What you will do:
Wherever the string "PipelineState" appears in the records, return the line that holds it.

Data for analysis:
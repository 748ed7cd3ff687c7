//! nightscreen: overnight equity-screening pipeline.
//!
//! Usage:
//!   nightscreen --universe au
//!   nightscreen --universe both --no-train
//!   nightscreen --universe au --test --date 2025-07-10
//!   nightscreen --universe us --sectors Technology,Healthcare
//!
//! Exit codes: 0 success, 1 fatal (config, report/state write, zero
//! results), 2 cancelled by signal.

use batch_predictor::HttpNewsAnalyzer;
use chrono::NaiveDate;
use clap::{Parser, ValueEnum};
use event_risk::EventCalendar;
use night_pipeline::{Orchestrator, PipelineDeps};
use quote_client::ChartApiProvider;
use screener_core::{Band, Config, NewsAnalyzer, PipelineState, ScreenError, Universe};
use std::path::PathBuf;
use std::sync::Arc;
use tokio_util::sync::CancellationToken;

const DEFAULT_QUOTE_API_URL: &str = "https://query1.finance.yahoo.com";

#[derive(Debug, Clone, Copy, PartialEq, Eq, ValueEnum)]
enum UniverseArg {
    Au,
    Us,
    Both,
}

#[derive(Parser)]
#[command(name = "nightscreen", version, about = "Overnight equity-screening pipeline")]
struct Cli {
    /// Config file (JSON).
    #[arg(long, default_value = "models/config/screening_config.json")]
    config: PathBuf,

    /// Which universe(s) to run.
    #[arg(long, value_enum, default_value_t = UniverseArg::Au)]
    universe: UniverseArg,

    /// Scan only the first 5 tickers of the first sector.
    #[arg(long)]
    test: bool,

    /// Restrict the run to these sector names (comma separated).
    #[arg(long, value_delimiter = ',')]
    sectors: Vec<String>,

    /// Force-skip the training phase.
    #[arg(long)]
    no_train: bool,

    /// Run date (defaults to today in the local timezone).
    #[arg(long)]
    date: Option<NaiveDate>,
}

fn error_kind(e: &ScreenError) -> &'static str {
    match e {
        ScreenError::ConfigInvalid(_) => "ConfigInvalid",
        ScreenError::RateLimited(_) => "RateLimited",
        ScreenError::Transport(_) => "Transport",
        ScreenError::NotFound(_) => "NotFound",
        ScreenError::InsufficientData(_) => "InsufficientData",
        ScreenError::ArtifactMissing(_) => "ArtifactMissing",
        ScreenError::AnalyzerUnavailable(_) => "AnalyzerUnavailable",
        ScreenError::RegimeFitFailed(_) => "RegimeFitFailed",
        ScreenError::CacheCorrupt(_) => "CacheCorrupt",
        ScreenError::ReporterFailed(_) => "ReporterFailed",
        ScreenError::StateWriteFailed(_) => "StateWriteFailed",
        ScreenError::Cancelled => "Cancelled",
        ScreenError::Io(_) => "Io",
        ScreenError::Serialization(_) => "Serialization",
    }
}

fn fatal(e: &ScreenError) -> i32 {
    println!("FATAL: {}: {}", error_kind(e), e);
    1
}

fn print_ok(state: &PipelineState) {
    let high = state
        .top_opportunities
        .iter()
        .filter(|s| s.opportunity_band == Band::High)
        .count();
    let report = state
        .report_paths
        .html
        .as_ref()
        .map(|p| p.display().to_string())
        .unwrap_or_else(|| "-".to_string());
    println!(
        "OK: scanned={} predicted={} top_band_high={} report={}",
        state.scanned_count, state.predicted_count, high, report
    );
}

fn selected_universes(cli: &Cli) -> Vec<Universe> {
    let mut universes = match cli.universe {
        UniverseArg::Au => vec![Universe::builtin_au()],
        UniverseArg::Us => vec![Universe::builtin_us()],
        UniverseArg::Both => vec![Universe::builtin_au(), Universe::builtin_us()],
    };

    for universe in &mut universes {
        if !cli.sectors.is_empty() {
            universe.restrict_sectors(&cli.sectors);
        }
        if cli.test {
            universe.truncate_for_test();
        }
    }

    universes
}

#[tokio::main]
async fn main() {
    dotenvy::dotenv().ok();
    tracing_subscriber::fmt()
        .with_env_filter(
            tracing_subscriber::EnvFilter::try_from_default_env()
                .unwrap_or_else(|_| "night_pipeline=info,scan_engine=info,batch_predictor=info,quote_client=warn".into()),
        )
        .init();

    let cli = Cli::parse();
    std::process::exit(run(cli).await);
}

async fn run(cli: Cli) -> i32 {
    let mut config = match Config::load(&cli.config) {
        Ok(config) => config,
        Err(e) => return fatal(&e),
    };
    if cli.no_train {
        config.training.enabled = false;
    }

    let date = cli.date.unwrap_or_else(|| chrono::Local::now().date_naive());

    let base_url =
        std::env::var("QUOTE_API_URL").unwrap_or_else(|_| DEFAULT_QUOTE_API_URL.to_string());
    let api_key = std::env::var("QUOTE_API_KEY").ok().filter(|k| !k.is_empty());
    let provider = Arc::new(ChartApiProvider::new(base_url, api_key));

    let calendar_path = cli
        .config
        .parent()
        .map(|dir| dir.join("event_calendar.json"))
        .filter(|p| p.is_file());
    let calendar = match calendar_path {
        Some(path) => match EventCalendar::load(&path) {
            Ok(calendar) => calendar,
            Err(e) => {
                tracing::warn!("event calendar unreadable ({}); continuing without it", e);
                EventCalendar::empty()
            }
        },
        None => EventCalendar::empty(),
    };

    let analyzer = HttpNewsAnalyzer::from_env().map(|a| Arc::new(a) as Arc<dyn NewsAnalyzer>);

    let cancel = CancellationToken::new();
    {
        let cancel = cancel.clone();
        tokio::spawn(async move {
            if tokio::signal::ctrl_c().await.is_ok() {
                tracing::warn!("cancellation signal received; draining current phase");
                cancel.cancel();
            }
        });
    }

    let orchestrator = Orchestrator::new(
        config,
        PipelineDeps {
            provider,
            model_loader: None,
            analyzer,
            trainer: None,
            calendar,
            model_dir: PathBuf::from("models"),
        },
        cancel,
    );

    let mut exit = 0;
    for universe in selected_universes(&cli) {
        tracing::info!("running {} universe for {}", universe.name, date);
        match orchestrator.run(&universe, date).await {
            Ok(state) if state.cancelled => {
                println!(
                    "CANCELLED: universe={} scanned={} (partial state written)",
                    state.universe_name, state.scanned_count
                );
                return 2;
            }
            Ok(state) if state.scanned_count == 0 => {
                println!("FATAL: InsufficientData: no tickers survived scanning");
                exit = 1;
            }
            Ok(state) => print_ok(&state),
            Err(e) => {
                exit = fatal(&e);
            }
        }
    }

    exit
}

Response to the exercise:
use screener_core::{Band, Config, NewsAnalyzer, PipelineState, ScreenError, Universe};
fn print_ok(state: &PipelineState) {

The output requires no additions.